■ **Problem details**
If a line in the listing below includes the word "previous", pick it out.

■ **Data for processing**
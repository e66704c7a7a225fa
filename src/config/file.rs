//! Flat `key = value` file reading.
//!
//! The format is deliberately small: one assignment per line, `;` or `#`
//! comments, blank lines ignored. There are no sections, quoting, escapes or
//! continuation lines.

use std::collections::BTreeMap;
use std::fs::File;
use std::io::{BufRead, BufReader};
use std::path::Path;

use super::error::SyntaxReason;
use super::ConfigError;

/// Raw string values keyed by their external key name.
pub type RawMapping = BTreeMap<String, String>;

/// Reads a flat file into a [`RawMapping`].
///
/// A key that appears more than once keeps its last value.
pub fn read_flat_file(path: impl AsRef<Path>) -> Result<RawMapping, ConfigError> {
    let path = path.as_ref();
    let file = File::open(path).map_err(|e| ConfigError::NotFound {
        path: path.to_path_buf(),
        source: e,
    })?;

    let mut mapping = RawMapping::new();
    for (idx, line) in BufReader::new(file).lines().enumerate() {
        let line = line.map_err(|e| ConfigError::Read {
            path: path.to_path_buf(),
            source: e,
        })?;
        let line_no = idx + 1;

        let Some((key, value)) = parse_line(&line).map_err(|reason| ConfigError::Syntax {
            path: path.to_path_buf(),
            line: line_no,
            content: line.clone(),
            reason,
        })?
        else {
            continue;
        };

        if let Some(previous) = mapping.insert(key.to_string(), value.to_string()) {
            tracing::debug!(
                path = %path.display(),
                line = line_no,
                key,
                previous = %previous,
                "duplicate key, keeping last value"
            );
        }
    }

    Ok(mapping)
}

/// Loads a flat file that may be optional.
///
/// Returns `Ok(None)` if the file doesn't exist and `required` is false.
pub fn load_flat_file(
    path: impl AsRef<Path>,
    required: bool,
) -> Result<Option<RawMapping>, ConfigError> {
    let path = path.as_ref();
    match read_flat_file(path) {
        Ok(mapping) => Ok(Some(mapping)),
        Err(ConfigError::NotFound { source, .. })
            if !required && source.kind() == std::io::ErrorKind::NotFound =>
        {
            Ok(None)
        }
        Err(e) => Err(e),
    }
}

/// Renders a mapping as `key = value` lines, in key order.
pub fn render_flat(mapping: &RawMapping) -> String {
    let mut out = String::new();
    for (key, value) in mapping {
        out.push_str(key);
        out.push_str(" = ");
        out.push_str(value);
        out.push('\n');
    }
    out
}

/// Splits one line into a trimmed key and value.
///
/// Returns `Ok(None)` for blank and comment lines.
fn parse_line(line: &str) -> Result<Option<(&str, &str)>, SyntaxReason> {
    let line = line.trim();
    if line.is_empty() || line.starts_with(';') || line.starts_with('#') {
        return Ok(None);
    }

    let (key, value) = line.split_once('=').ok_or(SyntaxReason::MissingEquals)?;
    let (key, value) = (key.trim(), value.trim());

    if key.is_empty() {
        return Err(SyntaxReason::EmptyKey);
    }
    if key.chars().any(char::is_whitespace) {
        return Err(SyntaxReason::KeyContainsWhitespace);
    }
    if value.is_empty() {
        return Err(SyntaxReason::EmptyValue);
    }

    Ok(Some((key, value)))
}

■ **Task response**
        if let Some(previous) = mapping.insert(key.to_string(), value.to_string()) {
                previous = %previous,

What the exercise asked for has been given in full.